COLLECTED MATERIAL:
:::
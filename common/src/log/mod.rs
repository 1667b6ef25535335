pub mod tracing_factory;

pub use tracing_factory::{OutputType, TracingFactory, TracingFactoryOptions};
:::
EXERCISE DESCRIPTION: Leaving every word in place, output the whole listing above.

WRITTEN SOLUTION:
filename common/src/log/mod.rs
repository 1667b6ef25535335
pub mod tracing_factory;

pub use tracing_factory::{OutputType, TracingFactory, TracingFactoryOptions};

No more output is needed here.